MATERIAL SUPPLIED ::
****************************************

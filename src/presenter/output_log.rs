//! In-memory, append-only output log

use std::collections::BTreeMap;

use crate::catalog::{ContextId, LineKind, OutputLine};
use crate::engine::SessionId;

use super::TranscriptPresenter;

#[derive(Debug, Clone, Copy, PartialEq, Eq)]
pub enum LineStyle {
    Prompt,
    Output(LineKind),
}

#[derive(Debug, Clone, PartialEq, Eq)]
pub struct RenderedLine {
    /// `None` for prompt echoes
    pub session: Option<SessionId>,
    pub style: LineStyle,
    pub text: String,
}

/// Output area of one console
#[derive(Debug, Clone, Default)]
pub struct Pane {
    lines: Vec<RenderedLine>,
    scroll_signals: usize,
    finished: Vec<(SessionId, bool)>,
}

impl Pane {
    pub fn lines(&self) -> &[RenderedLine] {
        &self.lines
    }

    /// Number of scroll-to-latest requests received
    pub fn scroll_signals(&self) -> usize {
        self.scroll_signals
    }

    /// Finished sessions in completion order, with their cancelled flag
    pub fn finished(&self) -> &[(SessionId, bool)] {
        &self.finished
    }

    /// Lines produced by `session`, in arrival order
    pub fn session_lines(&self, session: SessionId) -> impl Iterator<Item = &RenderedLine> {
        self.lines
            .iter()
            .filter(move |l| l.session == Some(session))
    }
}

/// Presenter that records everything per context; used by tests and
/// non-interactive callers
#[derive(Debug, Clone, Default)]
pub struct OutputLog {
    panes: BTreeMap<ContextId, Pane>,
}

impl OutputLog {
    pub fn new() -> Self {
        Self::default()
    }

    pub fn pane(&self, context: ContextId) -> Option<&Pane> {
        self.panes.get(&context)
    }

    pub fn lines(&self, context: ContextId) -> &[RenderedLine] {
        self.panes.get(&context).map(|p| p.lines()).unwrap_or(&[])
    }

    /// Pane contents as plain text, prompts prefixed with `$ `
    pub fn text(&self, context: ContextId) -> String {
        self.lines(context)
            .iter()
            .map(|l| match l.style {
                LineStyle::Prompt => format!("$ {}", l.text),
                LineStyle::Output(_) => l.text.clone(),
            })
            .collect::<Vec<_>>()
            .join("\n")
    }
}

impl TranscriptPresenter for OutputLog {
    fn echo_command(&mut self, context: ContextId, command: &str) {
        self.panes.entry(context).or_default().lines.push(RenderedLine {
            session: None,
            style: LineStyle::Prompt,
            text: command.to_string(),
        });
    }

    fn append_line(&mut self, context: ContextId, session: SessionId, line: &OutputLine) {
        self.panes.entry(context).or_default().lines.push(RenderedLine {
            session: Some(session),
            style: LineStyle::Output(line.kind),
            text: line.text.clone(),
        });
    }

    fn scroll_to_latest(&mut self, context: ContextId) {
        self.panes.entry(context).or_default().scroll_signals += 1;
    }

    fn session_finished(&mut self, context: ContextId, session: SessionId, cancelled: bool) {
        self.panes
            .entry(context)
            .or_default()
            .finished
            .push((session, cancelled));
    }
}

****************************************

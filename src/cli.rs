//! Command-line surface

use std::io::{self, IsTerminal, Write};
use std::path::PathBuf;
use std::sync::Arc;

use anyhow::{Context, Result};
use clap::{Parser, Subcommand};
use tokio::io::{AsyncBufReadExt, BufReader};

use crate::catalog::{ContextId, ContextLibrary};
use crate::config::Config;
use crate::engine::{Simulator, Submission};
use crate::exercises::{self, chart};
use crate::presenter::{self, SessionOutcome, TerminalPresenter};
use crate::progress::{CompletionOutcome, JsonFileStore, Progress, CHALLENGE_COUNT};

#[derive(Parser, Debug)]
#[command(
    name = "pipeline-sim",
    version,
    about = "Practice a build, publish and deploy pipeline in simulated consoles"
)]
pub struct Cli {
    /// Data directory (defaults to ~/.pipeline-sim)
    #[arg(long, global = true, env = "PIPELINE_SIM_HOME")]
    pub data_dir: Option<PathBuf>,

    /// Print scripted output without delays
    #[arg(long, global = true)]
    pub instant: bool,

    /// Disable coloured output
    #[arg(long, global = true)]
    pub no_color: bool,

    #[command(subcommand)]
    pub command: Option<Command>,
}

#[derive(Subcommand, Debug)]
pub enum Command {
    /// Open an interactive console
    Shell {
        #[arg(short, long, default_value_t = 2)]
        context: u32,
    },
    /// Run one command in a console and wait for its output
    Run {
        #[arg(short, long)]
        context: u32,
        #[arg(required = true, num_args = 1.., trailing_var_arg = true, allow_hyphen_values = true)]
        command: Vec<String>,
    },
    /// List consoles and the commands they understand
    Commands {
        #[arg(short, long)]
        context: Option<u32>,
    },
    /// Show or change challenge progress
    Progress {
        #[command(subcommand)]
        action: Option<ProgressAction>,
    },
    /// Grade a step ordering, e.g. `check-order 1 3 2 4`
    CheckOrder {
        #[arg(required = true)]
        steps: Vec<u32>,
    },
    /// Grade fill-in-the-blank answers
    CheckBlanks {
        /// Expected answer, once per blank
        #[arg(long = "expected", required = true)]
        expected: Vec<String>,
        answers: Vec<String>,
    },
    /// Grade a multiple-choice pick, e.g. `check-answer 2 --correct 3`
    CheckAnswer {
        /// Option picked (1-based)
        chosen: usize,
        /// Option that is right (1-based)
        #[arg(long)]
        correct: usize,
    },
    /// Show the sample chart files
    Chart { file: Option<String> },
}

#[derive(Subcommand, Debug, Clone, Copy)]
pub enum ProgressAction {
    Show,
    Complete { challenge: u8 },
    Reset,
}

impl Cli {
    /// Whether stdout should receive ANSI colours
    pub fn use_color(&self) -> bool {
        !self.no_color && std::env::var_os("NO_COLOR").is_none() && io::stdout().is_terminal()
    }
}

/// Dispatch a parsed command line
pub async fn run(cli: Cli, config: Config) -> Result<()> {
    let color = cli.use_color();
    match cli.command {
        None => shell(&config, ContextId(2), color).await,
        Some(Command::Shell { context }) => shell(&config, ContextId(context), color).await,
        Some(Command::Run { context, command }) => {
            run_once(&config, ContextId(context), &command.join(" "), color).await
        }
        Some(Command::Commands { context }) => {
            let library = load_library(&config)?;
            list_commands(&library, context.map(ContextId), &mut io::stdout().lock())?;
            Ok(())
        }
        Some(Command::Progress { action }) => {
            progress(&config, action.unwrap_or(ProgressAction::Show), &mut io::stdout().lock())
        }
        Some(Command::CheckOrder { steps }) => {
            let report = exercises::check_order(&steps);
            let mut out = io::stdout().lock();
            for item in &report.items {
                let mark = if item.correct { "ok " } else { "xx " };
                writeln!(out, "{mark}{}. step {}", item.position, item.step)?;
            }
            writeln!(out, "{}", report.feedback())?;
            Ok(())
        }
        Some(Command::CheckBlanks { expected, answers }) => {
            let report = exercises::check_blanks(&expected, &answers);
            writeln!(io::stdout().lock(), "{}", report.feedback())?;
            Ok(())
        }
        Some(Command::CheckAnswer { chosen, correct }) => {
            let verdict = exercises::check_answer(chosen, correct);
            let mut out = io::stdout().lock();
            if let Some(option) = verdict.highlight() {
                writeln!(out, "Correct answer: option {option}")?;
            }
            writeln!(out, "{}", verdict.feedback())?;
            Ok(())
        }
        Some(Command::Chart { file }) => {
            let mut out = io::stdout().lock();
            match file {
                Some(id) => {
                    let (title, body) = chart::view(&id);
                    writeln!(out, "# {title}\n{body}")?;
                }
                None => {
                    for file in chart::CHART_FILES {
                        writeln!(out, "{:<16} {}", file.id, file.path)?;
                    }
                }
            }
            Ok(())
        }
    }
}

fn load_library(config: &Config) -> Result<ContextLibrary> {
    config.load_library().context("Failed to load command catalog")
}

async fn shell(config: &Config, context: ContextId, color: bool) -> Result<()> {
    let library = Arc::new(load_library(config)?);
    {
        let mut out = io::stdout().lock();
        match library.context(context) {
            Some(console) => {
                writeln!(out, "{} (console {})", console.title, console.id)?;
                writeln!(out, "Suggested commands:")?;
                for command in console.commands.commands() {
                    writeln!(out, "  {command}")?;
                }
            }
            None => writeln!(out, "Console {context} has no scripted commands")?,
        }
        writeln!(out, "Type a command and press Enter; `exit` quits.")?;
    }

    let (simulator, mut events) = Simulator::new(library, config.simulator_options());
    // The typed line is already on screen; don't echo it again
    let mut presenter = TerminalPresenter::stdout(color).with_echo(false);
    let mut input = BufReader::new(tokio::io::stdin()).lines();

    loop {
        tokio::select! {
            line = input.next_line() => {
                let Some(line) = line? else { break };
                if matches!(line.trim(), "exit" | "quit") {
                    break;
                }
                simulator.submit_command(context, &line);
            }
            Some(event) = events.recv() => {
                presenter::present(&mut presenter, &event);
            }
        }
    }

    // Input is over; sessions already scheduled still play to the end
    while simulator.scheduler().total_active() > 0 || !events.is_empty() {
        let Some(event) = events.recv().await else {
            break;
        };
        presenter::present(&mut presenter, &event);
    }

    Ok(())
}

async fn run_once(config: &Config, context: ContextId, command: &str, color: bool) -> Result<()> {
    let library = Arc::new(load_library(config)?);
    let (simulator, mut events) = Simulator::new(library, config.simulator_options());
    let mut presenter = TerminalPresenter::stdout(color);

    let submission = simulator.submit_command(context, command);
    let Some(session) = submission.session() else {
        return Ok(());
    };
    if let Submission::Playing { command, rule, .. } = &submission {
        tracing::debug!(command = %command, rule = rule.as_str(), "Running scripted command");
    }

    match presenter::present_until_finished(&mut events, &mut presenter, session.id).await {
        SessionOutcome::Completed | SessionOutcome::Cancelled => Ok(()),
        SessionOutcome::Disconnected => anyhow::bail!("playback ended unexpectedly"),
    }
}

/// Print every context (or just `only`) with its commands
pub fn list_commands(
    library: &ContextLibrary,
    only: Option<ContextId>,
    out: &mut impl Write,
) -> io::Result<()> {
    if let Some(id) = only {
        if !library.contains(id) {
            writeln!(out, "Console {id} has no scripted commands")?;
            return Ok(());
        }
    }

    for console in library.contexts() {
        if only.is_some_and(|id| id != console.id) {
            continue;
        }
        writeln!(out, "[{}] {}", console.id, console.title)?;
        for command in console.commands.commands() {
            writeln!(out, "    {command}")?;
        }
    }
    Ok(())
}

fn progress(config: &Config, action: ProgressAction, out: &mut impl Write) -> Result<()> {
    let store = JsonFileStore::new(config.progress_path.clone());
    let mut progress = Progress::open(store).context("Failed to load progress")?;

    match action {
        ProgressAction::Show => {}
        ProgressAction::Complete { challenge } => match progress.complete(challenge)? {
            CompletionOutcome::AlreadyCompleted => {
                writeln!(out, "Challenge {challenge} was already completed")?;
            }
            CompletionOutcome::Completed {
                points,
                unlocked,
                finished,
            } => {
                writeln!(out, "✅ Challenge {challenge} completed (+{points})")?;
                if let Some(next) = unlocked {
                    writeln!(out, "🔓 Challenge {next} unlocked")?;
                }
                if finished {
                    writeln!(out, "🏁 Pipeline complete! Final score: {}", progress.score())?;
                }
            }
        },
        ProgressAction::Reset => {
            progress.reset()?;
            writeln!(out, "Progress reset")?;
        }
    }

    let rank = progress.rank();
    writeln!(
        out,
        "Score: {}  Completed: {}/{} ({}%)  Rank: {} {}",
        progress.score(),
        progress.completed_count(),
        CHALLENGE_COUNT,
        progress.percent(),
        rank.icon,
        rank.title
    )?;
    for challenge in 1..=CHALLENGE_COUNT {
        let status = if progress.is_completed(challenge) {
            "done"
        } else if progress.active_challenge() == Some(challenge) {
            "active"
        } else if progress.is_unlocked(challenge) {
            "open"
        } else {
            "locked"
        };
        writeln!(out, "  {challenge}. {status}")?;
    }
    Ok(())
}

****************************************

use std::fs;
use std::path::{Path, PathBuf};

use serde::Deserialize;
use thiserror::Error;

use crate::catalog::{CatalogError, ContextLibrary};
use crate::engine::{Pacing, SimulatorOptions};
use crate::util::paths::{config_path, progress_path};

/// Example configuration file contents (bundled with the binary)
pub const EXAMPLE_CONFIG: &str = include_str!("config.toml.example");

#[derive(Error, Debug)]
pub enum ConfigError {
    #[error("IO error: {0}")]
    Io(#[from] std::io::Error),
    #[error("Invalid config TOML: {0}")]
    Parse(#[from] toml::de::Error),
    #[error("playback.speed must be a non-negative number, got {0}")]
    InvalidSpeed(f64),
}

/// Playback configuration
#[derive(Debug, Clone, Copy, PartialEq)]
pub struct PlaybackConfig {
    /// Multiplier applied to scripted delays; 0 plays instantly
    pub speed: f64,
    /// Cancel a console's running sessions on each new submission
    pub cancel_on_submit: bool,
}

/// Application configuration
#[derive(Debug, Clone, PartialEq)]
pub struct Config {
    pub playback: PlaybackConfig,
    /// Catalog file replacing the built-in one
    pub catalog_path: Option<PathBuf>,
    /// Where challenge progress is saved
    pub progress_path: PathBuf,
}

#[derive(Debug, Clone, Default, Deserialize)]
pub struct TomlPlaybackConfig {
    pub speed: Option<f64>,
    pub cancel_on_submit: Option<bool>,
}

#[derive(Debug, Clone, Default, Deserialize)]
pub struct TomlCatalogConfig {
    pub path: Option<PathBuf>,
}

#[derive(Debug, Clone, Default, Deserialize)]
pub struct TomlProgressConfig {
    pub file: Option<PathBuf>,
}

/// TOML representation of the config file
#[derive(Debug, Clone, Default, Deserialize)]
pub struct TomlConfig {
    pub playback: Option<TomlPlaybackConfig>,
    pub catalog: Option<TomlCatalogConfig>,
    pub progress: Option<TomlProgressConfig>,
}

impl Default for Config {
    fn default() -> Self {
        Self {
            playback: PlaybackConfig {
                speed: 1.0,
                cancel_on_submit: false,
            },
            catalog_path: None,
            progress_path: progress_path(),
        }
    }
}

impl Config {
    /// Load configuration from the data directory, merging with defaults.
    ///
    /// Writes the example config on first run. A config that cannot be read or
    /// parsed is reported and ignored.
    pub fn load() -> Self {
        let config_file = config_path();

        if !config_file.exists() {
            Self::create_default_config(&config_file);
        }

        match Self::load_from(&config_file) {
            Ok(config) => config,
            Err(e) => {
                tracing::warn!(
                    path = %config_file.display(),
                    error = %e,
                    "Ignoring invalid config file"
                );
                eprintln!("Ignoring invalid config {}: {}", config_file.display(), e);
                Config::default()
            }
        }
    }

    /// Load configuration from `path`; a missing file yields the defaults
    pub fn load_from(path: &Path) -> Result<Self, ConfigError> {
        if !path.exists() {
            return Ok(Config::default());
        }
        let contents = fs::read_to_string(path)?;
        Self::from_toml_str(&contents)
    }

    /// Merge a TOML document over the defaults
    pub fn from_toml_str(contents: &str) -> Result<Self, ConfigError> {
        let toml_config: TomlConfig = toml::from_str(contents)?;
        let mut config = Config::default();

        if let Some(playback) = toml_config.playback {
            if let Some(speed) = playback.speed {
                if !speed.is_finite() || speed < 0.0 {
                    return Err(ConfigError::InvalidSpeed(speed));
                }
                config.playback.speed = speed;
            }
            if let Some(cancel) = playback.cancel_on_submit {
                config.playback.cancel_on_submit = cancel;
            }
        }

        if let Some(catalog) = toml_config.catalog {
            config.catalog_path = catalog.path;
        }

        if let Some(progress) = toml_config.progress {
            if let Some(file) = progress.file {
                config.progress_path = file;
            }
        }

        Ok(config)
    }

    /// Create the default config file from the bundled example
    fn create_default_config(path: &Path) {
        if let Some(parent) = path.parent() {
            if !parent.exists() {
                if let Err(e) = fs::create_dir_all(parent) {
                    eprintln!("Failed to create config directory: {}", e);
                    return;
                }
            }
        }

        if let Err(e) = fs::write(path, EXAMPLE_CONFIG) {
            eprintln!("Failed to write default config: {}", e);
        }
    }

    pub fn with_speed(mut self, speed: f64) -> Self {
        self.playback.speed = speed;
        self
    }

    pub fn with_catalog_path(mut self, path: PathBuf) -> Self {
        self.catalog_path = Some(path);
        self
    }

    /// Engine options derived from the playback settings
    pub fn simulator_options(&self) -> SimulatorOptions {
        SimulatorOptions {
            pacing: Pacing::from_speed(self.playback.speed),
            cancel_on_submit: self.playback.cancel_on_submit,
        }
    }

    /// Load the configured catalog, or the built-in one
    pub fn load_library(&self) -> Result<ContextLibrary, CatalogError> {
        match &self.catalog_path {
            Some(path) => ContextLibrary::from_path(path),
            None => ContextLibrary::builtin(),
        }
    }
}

****************************************

DESCRIPTION OF THE TASK :: Please make an exact copy of the lines above from the line with "filename src/presenter/output_log.rs" through the line with "fn echo_command(&mut self, context: ContextId, command: &str)", both ends included.

RESULT FOR THIS TASK ::
filename src/presenter/output_log.rs
//! In-memory, append-only output log

use std::collections::BTreeMap;

use crate::catalog::{ContextId, LineKind, OutputLine};
use crate::engine::SessionId;

use super::TranscriptPresenter;

#[derive(Debug, Clone, Copy, PartialEq, Eq)]
pub enum LineStyle {
    Prompt,
    Output(LineKind),
}

#[derive(Debug, Clone, PartialEq, Eq)]
pub struct RenderedLine {
    /// `None` for prompt echoes
    pub session: Option<SessionId>,
    pub style: LineStyle,
    pub text: String,
}

/// Output area of one console
#[derive(Debug, Clone, Default)]
pub struct Pane {
    lines: Vec<RenderedLine>,
    scroll_signals: usize,
    finished: Vec<(SessionId, bool)>,
}

impl Pane {
    pub fn lines(&self) -> &[RenderedLine] {
        &self.lines
    }

    /// Number of scroll-to-latest requests received
    pub fn scroll_signals(&self) -> usize {
        self.scroll_signals
    }

    /// Finished sessions in completion order, with their cancelled flag
    pub fn finished(&self) -> &[(SessionId, bool)] {
        &self.finished
    }

    /// Lines produced by `session`, in arrival order
    pub fn session_lines(&self, session: SessionId) -> impl Iterator<Item = &RenderedLine> {
        self.lines
            .iter()
            .filter(move |l| l.session == Some(session))
    }
}

/// Presenter that records everything per context; used by tests and
/// non-interactive callers
#[derive(Debug, Clone, Default)]
pub struct OutputLog {
    panes: BTreeMap<ContextId, Pane>,
}

impl OutputLog {
    pub fn new() -> Self {
        Self::default()
    }

    pub fn pane(&self, context: ContextId) -> Option<&Pane> {
        self.panes.get(&context)
    }

    pub fn lines(&self, context: ContextId) -> &[RenderedLine] {
        self.panes.get(&context).map(|p| p.lines()).unwrap_or(&[])
    }

    /// Pane contents as plain text, prompts prefixed with `$ `
    pub fn text(&self, context: ContextId) -> String {
        self.lines(context)
            .iter()
            .map(|l| match l.style {
                LineStyle::Prompt => format!("$ {}", l.text),
                LineStyle::Output(_) => l.text.clone(),
            })
            .collect::<Vec<_>>()
            .join("\n")
    }
}

impl TranscriptPresenter for OutputLog {
    fn echo_command(&mut self, context: ContextId, command: &str) {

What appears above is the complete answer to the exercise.